• **DATA PROVIDED**:
══════════════════════════════
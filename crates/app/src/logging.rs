//! Logging bootstrap.
//!
//! The terminal belongs to the UI, so logs go to a file or nowhere.

use std::fs::OpenOptions;
use std::path::Path;
use std::sync::Mutex;

use anyhow::{Context, Result};
use tracing_subscriber::EnvFilter;

const DEFAULT_DIRECTIVE: &str = "tui_stage=info";

/// Filter from `RUST_LOG`, with the crate default appended unless the
/// variable already mentions it.
pub fn filter_directive(rust_log: Option<&str>) -> String {
    match rust_log.map(str::trim) {
        None | Some("") => DEFAULT_DIRECTIVE.to_string(),
        Some(env) if env.contains("tui_stage") => env.to_string(),
        Some(env) => format!("{env},{DEFAULT_DIRECTIVE}"),
    }
}

/// Install the global subscriber writing to `log_path` (appending).
///
/// With no path this is a no-op. Returns whether a subscriber was installed.
pub fn init(log_path: Option<&Path>) -> Result<bool> {
    let Some(path) = log_path else {
        return Ok(false);
    };
    let file = OpenOptions::new()
        .create(true)
        .append(true)
        .open(path)
        .with_context(|| format!("opening log file {}", path.display()))?;

    let rust_log = std::env::var("RUST_LOG").ok();
    let filter = EnvFilter::try_new(filter_directive(rust_log.as_deref()))
        .unwrap_or_else(|_| EnvFilter::new(DEFAULT_DIRECTIVE));

    tracing_subscriber::fmt()
        .with_env_filter(filter)
        .with_writer(Mutex::new(file))
        .with_ansi(false)
        .with_target(true)
        .try_init()
        .map_err(|e| anyhow::anyhow!("installing log subscriber: {e}"))?;
    Ok(true)
}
══════════════════════════════
• **GOAL OF THE EXERCISE**:
Every record is to be repeated exactly as written.

• **WRITTEN RESPONSE**:
filename crates/app/src/logging.rs
//! Logging bootstrap.
//!
//! The terminal belongs to the UI, so logs go to a file or nowhere.

use std::fs::OpenOptions;
use std::path::Path;
use std::sync::Mutex;

use anyhow::{Context, Result};
use tracing_subscriber::EnvFilter;

const DEFAULT_DIRECTIVE: &str = "tui_stage=info";

/// Filter from `RUST_LOG`, with the crate default appended unless the
/// variable already mentions it.
pub fn filter_directive(rust_log: Option<&str>) -> String {
    match rust_log.map(str::trim) {
        None | Some("") => DEFAULT_DIRECTIVE.to_string(),
        Some(env) if env.contains("tui_stage") => env.to_string(),
        Some(env) => format!("{env},{DEFAULT_DIRECTIVE}"),
    }
}

/// Install the global subscriber writing to `log_path` (appending).
///
/// With no path this is a no-op. Returns whether a subscriber was installed.
pub fn init(log_path: Option<&Path>) -> Result<bool> {
    let Some(path) = log_path else {
        return Ok(false);
    };
    let file = OpenOptions::new()
        .create(true)
        .append(true)
        .open(path)
        .with_context(|| format!("opening log file {}", path.display()))?;

    let rust_log = std::env::var("RUST_LOG").ok();
    let filter = EnvFilter::try_new(filter_directive(rust_log.as_deref()))
        .unwrap_or_else(|_| EnvFilter::new(DEFAULT_DIRECTIVE));

    tracing_subscriber::fmt()
        .with_env_filter(filter)
        .with_writer(Mutex::new(file))
        .with_ansi(false)
        .with_target(true)
        .try_init()
        .map_err(|e| anyhow::anyhow!("installing log subscriber: {e}"))?;
    Ok(true)
}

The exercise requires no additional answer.